In The Garden
Beautiful ohai varies by island and loves sun
Description: This stunning plant from Oahu is a beautiful, low-sprawling shrub that has evolved to have extremely soft, silvery leaves that help reflect sunlight and retain moisture in its harsh environment. The stem-tip leaves are highly aromatic in full sun, and if enough are planted, they can be detected by scent from a distance. The smell is similar to the Bath and Body Works "sweet pea" line of fragrances.
For those of you who know what that is, you know it's good! (I only know because every time I go to Las Vegas, I have to bring some back for my mom and sisters.) The plant has striking pink and yellow pea-shaped flowers that form as clusters under the leaves, with each flower 1 to 2 inches in length. But remember, it's the leaf cluster at the stem tips that smell good, not the flowers.

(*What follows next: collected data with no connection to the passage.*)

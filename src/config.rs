// ⚙️ Runtime configuration from the environment (and an optional .env file)

use anyhow::{anyhow, Context, Result};
use std::env;
use std::path::PathBuf;

use crate::fields::AmountFormat;
use crate::ingest::ParseOptions;

#[derive(Debug, Clone, PartialEq)]
pub struct Config {
    pub database_path: PathBuf,
    pub host: String,
    pub port: u16,
    /// Source tag for directory scans that don't name one
    pub default_source: String,
    /// Source tag for single-file uploads that don't name one
    pub upload_source: String,
    pub amount_format: AmountFormat,
}

impl Default for Config {
    fn default() -> Self {
        Config {
            database_path: PathBuf::from("transactions.db"),
            host: "0.0.0.0".to_string(),
            port: 8082,
            default_source: "import".to_string(),
            upload_source: "nubank".to_string(),
            amount_format: AmountFormat::brazilian(),
        }
    }
}

impl Config {
    /// Load `.env` if present, then read the process environment
    pub fn from_env() -> Result<Self> {
        dotenvy::dotenv().ok();
        Self::from_lookup(|key| env::var(key).ok())
    }

    /// Build from any key lookup; unset keys keep their defaults
    pub fn from_lookup<F>(lookup: F) -> Result<Self>
    where
        F: Fn(&str) -> Option<String>,
    {
        let mut config = Config::default();

        if let Some(path) = lookup("DATABASE_PATH") {
            config.database_path = PathBuf::from(path);
        }
        if let Some(host) = lookup("HOST") {
            config.host = host;
        }
        if let Some(port) = lookup("PORT") {
            config.port = port
                .trim()
                .parse::<u16>()
                .with_context(|| format!("Invalid PORT: {}", port))?;
        }
        if let Some(source) = lookup("DEFAULT_SOURCE") {
            config.default_source = source;
        }
        if let Some(source) = lookup("UPLOAD_SOURCE") {
            config.upload_source = source;
        }
        if let Some(format) = lookup("AMOUNT_FORMAT") {
            config.amount_format = format
                .parse::<AmountFormat>()
                .map_err(|e| anyhow!("Invalid AMOUNT_FORMAT: {}", e))?;
        }

        Ok(config)
    }

    pub fn parse_options(&self) -> ParseOptions {
        ParseOptions {
            amount_format: self.amount_format,
        }
    }
}

/// Install the global tracing subscriber. `RUST_LOG` wins over `default_filter`.
pub fn init_logging(default_filter: &str) {
    let _ = tracing_subscriber::fmt()
        .with_env_filter(
            tracing_subscriber::EnvFilter::try_from_default_env()
                .unwrap_or_else(|_| default_filter.into()),
        )
        .try_init();
}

Distribution: Several varieties of this species are found throughout the islands; usually every island has its own form. Some are ground covers, some are shrubs such as this, another even grows in the form of a small tree. One type has yellow flowers, another has scarlet ones, others have red-orange flowers with yellow streaks. Regardless of where they are found, all are listed as endemic, as well as endangered, species. This particular one comes from a restricted population on Leeward Oahu.
Cultural uses: The flowers are strung into leis, either by stringing them front to back, side to side (facing forward, keel down) or with the keel of the flowers alternating up and down. Actually, it doesn't matter how you arrange the flowers -- as long as you are wearing this lei, you'll be "da talk of the party." Plus, if you hold a flower by its stem and hit it, a few drops of sweet nectar will come out -- da buggah ono!
Landscape uses and care: This plant requires full sun, minimal watering and well-drained soil. Watch out for aphids and spider mites. If you notice them, either shoot them off with water or spray them with pesticides.
The plant is available this week at Home Depot or at our Kaneohe nursery for about $8.
Tasty tidbit: Sorry to say, but the plant known to most of us as ohai alii is not native. It is not even a Polynesian introduction. When it was brought to the islands, it was given that name because its leaves resemble those of the real ohai and its flowers are red and yellow, the colors of alii, hence the name.